MTV’s “Unplugged” might have gone the way of the rest of the network’s music programming, but it did gift the world with a number of classic performances. Chief among them was Nirvana’s massively popular set, which included a cover of the song “Jesus Don’t Want Me for a Sunbeam,” by a little-known Scottish band called the Vaselines. The song’s simple, sad refrain, as growled out by Kurt Cobain, expressed the sort of profound alienation fans had come to expect from the band.
There was just one problem. The Vaselines weren’t really a band anymore. In fact, Frances McKee and Eugene Kelly stopped being a band before their first album “Dum-Dum” was released. But the song, and the band, continued to be in the public consciousness because of the enduring popularity of the Nirvana “Unplugged” album. In 2008, the duo reunited, then released “Sex with an X” in 2010, followed by “V for Vaselines” in 2014. The album features the sort of poppy, quick hits the band has become know for, and draws inspiration from an unlikely source.
“I saw a Ramones tribute band play and it just reminded me that the Ramones have written lots of great songs and how short they were, and how melodic, and how they got everything they wanted to say in in such a short space of time,” says Kelly of the types of songs on “V for Vaselines.”
He praises the Ramones for being able to “say everything you want to say in three minutes.”
“I think it just makes it a meteor and it doesn’t hang,” says Kelly.
Reuniting after a long absence might be some cause for difficulty, but Kelly says that’s not the case. “I think Frances just really cracks the whip and gets things moving. I tend to procrastinate and muse and wonder and just wait for inspiration and Frances just says ‘Come on, let’s get writing,’ and knuckles down and gets on with the job. Kicks me up the bum.”
The same holds true for their concert performances. “We just naturally get into the way we are onstage with each other. Frances just really takes the piss, as we say over here, and I take the piss back. We try to embarrass each other in front of the audience,” says Kelly.
One plus side to the band’s breakup before their first album came out? They never had a chance to get tired of playing anything off of it. “A lot of the songs we didn’t play live because we broke up when the album 'Dum Dum' was released. When we got back together a few years ago, it felt like we were just picking new songs and playing them,” says Kelly.

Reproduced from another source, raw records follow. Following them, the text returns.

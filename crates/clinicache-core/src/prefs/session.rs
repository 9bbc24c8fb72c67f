use serde::{Deserialize, Serialize};
use serde_json::{Map, Value};
use tracing::error;

use super::backend::KeyValueBackend;
use super::error::Result;

const SESSION_DATA_KEY: &str = "hospital_session_data";

/// Search terms kept in the session.
const MAX_SEARCH_HISTORY: usize = 20;

/// Search terms shown to the user.
const RECENT_SEARCHES_SHOWN: usize = 5;

/// Key under `temporary_data` holding per-page visit counters.
const PAGE_VISITS_KEY: &str = "pageVisits";

#[derive(Debug, Clone, PartialEq, Serialize, Deserialize)]
#[cfg_attr(feature = "ts", derive(ts_rs::TS), ts(export))]
pub struct SessionData {
    #[serde(rename = "lastVisitedPage", default = "default_page")]
    pub last_visited_page: String,
    /// Most recent first.
    #[serde(rename = "searchHistory", default)]
    pub search_history: Vec<String>,
    #[serde(rename = "temporaryData", default)]
    #[cfg_attr(feature = "ts", ts(type = "Record<string, unknown>"))]
    pub temporary_data: Map<String, Value>,
}

fn default_page() -> String {
    "/".to_string()
}

impl Default for SessionData {
    fn default() -> Self {
        Self {
            last_visited_page: default_page(),
            search_history: Vec::new(),
            temporary_data: Map::new(),
        }
    }
}

pub struct SessionService<B> {
    backend: B,
}

impl<B: KeyValueBackend> SessionService<B> {
    pub fn new(backend: B) -> Self {
        Self { backend }
    }

    /// Stored session data, or defaults if missing or unreadable.
    pub fn get(&self) -> SessionData {
        let stored = match self.backend.get_item(SESSION_DATA_KEY) {
            Ok(Some(json)) => json,
            Ok(None) => return SessionData::default(),
            Err(e) => {
                error!(error = %e, "Failed to read session data");
                return SessionData::default();
            }
        };

        serde_json::from_str(&stored).unwrap_or_else(|e| {
            error!(error = %e, "Stored session data is invalid, using defaults");
            SessionData::default()
        })
    }

    pub fn save(&self, data: &SessionData) -> Result<()> {
        let json = serde_json::to_string(data)?;
        self.backend
            .set_item(SESSION_DATA_KEY, &json)
            .inspect_err(|e| error!(error = %e, "Failed to save session data"))
    }

    fn modify<T>(&self, change: impl FnOnce(&mut SessionData) -> T) -> Result<T> {
        let mut data = self.get();
        let result = change(&mut data);
        self.save(&data)?;
        Ok(result)
    }

    pub fn update_last_visited_page(&self, page: &str) -> Result<()> {
        self.modify(|data| data.last_visited_page = page.to_string())
    }

    /// Record a search term. Blank terms are ignored; a repeated term moves to the front.
    pub fn add_to_search_history(&self, term: &str) -> Result<()> {
        let term = term.trim();
        if term.is_empty() {
            return Ok(());
        }
        self.modify(|data| {
            data.search_history.retain(|t| t != term);
            data.search_history.insert(0, term.to_string());
            data.search_history.truncate(MAX_SEARCH_HISTORY);
        })
    }

    /// The most recent search terms, newest first, at most five.
    pub fn recent_searches(&self) -> Vec<String> {
        let mut history = self.get().search_history;
        history.truncate(RECENT_SEARCHES_SHOWN);
        history
    }

    pub fn clear_search_history(&self) -> Result<()> {
        self.modify(|data| data.search_history.clear())
    }

    /// Increment and return the visit counter for `page`.
    pub fn record_page_visit(&self, page: &str) -> Result<u64> {
        self.modify(|data| {
            let visits = data
                .temporary_data
                .entry(PAGE_VISITS_KEY)
                .or_insert_with(|| Value::Object(Map::new()));
            if !visits.is_object() {
                *visits = Value::Object(Map::new());
            }
            let count = visits
                .get(page)
                .and_then(Value::as_u64)
                .unwrap_or(0)
                + 1;
            if let Some(map) = visits.as_object_mut() {
                map.insert(page.to_string(), Value::from(count));
            }
            count
        })
    }

    pub fn set_temporary(&self, key: &str, value: Value) -> Result<()> {
        self.modify(|data| {
            data.temporary_data.insert(key.to_string(), value);
        })
    }

    pub fn temporary(&self, key: &str) -> Option<Value> {
        self.get().temporary_data.get(key).cloned()
    }
}

#[cfg(test)]
mod tests {
    use super::*;
    use crate::prefs::{MemoryBackend, PrefsError};
    use serde_json::json;

    fn service() -> SessionService<MemoryBackend> {
        SessionService::new(MemoryBackend::new())
    }

    #[test]
    fn test_defaults() {
        let data = service().get();
        assert_eq!(data.last_visited_page, "/");
        assert!(data.search_history.is_empty());
        assert!(data.temporary_data.is_empty());
    }

    #[test]
    fn test_update_last_visited_page() {
        let service = service();
        service.update_last_visited_page("/citas").unwrap();
        assert_eq!(service.get().last_visited_page, "/citas");
    }

    #[test]
    fn test_search_history_dedupes_and_caps_display() {
        let service = service();
        for term in ["mario", "dolor", "  ", "bodoque", "mario", "a", "b", "c"] {
            service.add_to_search_history(term).unwrap();
        }

        let history = service.get().search_history;
        assert_eq!(history, vec!["c", "b", "a", "mario", "bodoque", "dolor"]);
        assert_eq!(service.recent_searches(), vec!["c", "b", "a", "mario", "bodoque"]);

        service.clear_search_history().unwrap();
        assert!(service.recent_searches().is_empty());
    }

    #[test]
    fn test_search_history_is_bounded() {
        let service = service();
        for i in 0..30 {
            service.add_to_search_history(&format!("term {}", i)).unwrap();
        }
        let history = service.get().search_history;
        assert_eq!(history.len(), MAX_SEARCH_HISTORY);
        assert_eq!(history[0], "term 29");
    }

    #[test]
    fn test_record_page_visit() {
        let service = service();
        assert_eq!(service.record_page_visit("/doctores").unwrap(), 1);
        assert_eq!(service.record_page_visit("/doctores").unwrap(), 2);
        assert_eq!(service.record_page_visit("/citas").unwrap(), 1);
        assert_eq!(
            service.temporary(PAGE_VISITS_KEY),
            Some(json!({"/doctores": 2, "/citas": 1}))
        );
    }

    #[test]
    fn test_temporary_values() {
        let service = service();
        service
            .set_temporary("appointmentFilter", json!({"status": "pending"}))
            .unwrap();
        assert_eq!(
            service.temporary("appointmentFilter"),
            Some(json!({"status": "pending"}))
        );
        assert_eq!(service.temporary("missing"), None);
    }

    #[test]
    fn test_reads_legacy_client_format() {
        let backend = MemoryBackend::new();
        backend
            .set_item(
                SESSION_DATA_KEY,
                r#"{"lastVisitedPage":"/medicamentos","searchHistory":["ibuprofeno"]}"#,
            )
            .unwrap();
        let data = SessionService::new(backend).get();
        assert_eq!(data.last_visited_page, "/medicamentos");
        assert_eq!(data.search_history, vec!["ibuprofeno"]);
    }

    #[test]
    fn test_write_failure_surfaces() {
        let service = SessionService::new(MemoryBackend::with_quota(4));
        assert!(matches!(
            service.update_last_visited_page("/doctores"),
            Err(PrefsError::QuotaExceeded { .. })
        ));
        assert_eq!(service.get(), SessionData::default());
    }
}
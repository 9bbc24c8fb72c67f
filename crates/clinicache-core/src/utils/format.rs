use chrono::{DateTime, Utc};

/// Format a phone number for display
/// Handles various input formats and normalizes to (XXX) XXX-XXXX
pub fn format_phone(phone: &str) -> String {
    // Extract just the digits
    let digits: String = phone.chars().filter(|c| c.is_ascii_digit()).collect();

    match digits.len() {
        7 => format!("{}-{}", &digits[0..3], &digits[3..7]),
        10 => format!(
            "({}) {}-{}",
            &digits[0..3],
            &digits[3..6],
            &digits[6..10]
        ),
        11 if digits.starts_with('1') => format!(
            "({}) {}-{}",
            &digits[1..4],
            &digits[4..7],
            &digits[7..11]
        ),
        _ => phone.to_string(), // Return original if can't format
    }
}

/// Truncate a string to a maximum length, adding ellipsis if needed
pub fn truncate_string(s: &str, max_len: usize) -> String {
    if s.chars().count() <= max_len {
        s.to_string()
    } else if max_len <= 3 {
        s.chars().take(max_len).collect()
    } else {
        let truncated: String = s.chars().take(max_len - 3).collect();
        format!("{}...", truncated)
    }
}

/// Day-first date and time, the way appointment lists display it (dd/mm/yyyy hh:mm).
pub fn format_appointment_date(date: &DateTime<Utc>) -> String {
    date.format("%d/%m/%Y %H:%M").to_string()
}

/// Case-insensitive substring check
pub fn contains_ignore_case(haystack: &str, needle: &str) -> bool {
    haystack.to_lowercase().contains(&needle.to_lowercase())
}
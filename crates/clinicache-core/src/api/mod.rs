//! Drug information API client.
//!
//! This module provides the `DrugApiClient` for searching the openFDA drug
//! label endpoint. When the client is offline, callers substitute the fixed
//! sample payload from `offline_sample()`.

pub mod client;
pub mod error;

pub use client::{offline_sample, DrugApiClient, DEFAULT_DRUG_API_BASE, DEFAULT_SEARCH_LIMIT};
pub use error::ApiError;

About that "Unplugged" legacy...
Kelly says he has nothing but positive feelings about the legacy of the Nirvana “Unplugged” album. “It’s not a burden or anything. We really embrace it and are always grateful to Nirvana for giving us a leg up. We would have just come along and disappeared like many bands from Glasgow in that period, but their patronage meant that we got a second life and we’ve been going now for over five years in this incarnation and it wouldn’t have happened if they hadn’t covered the song,” says Kelly.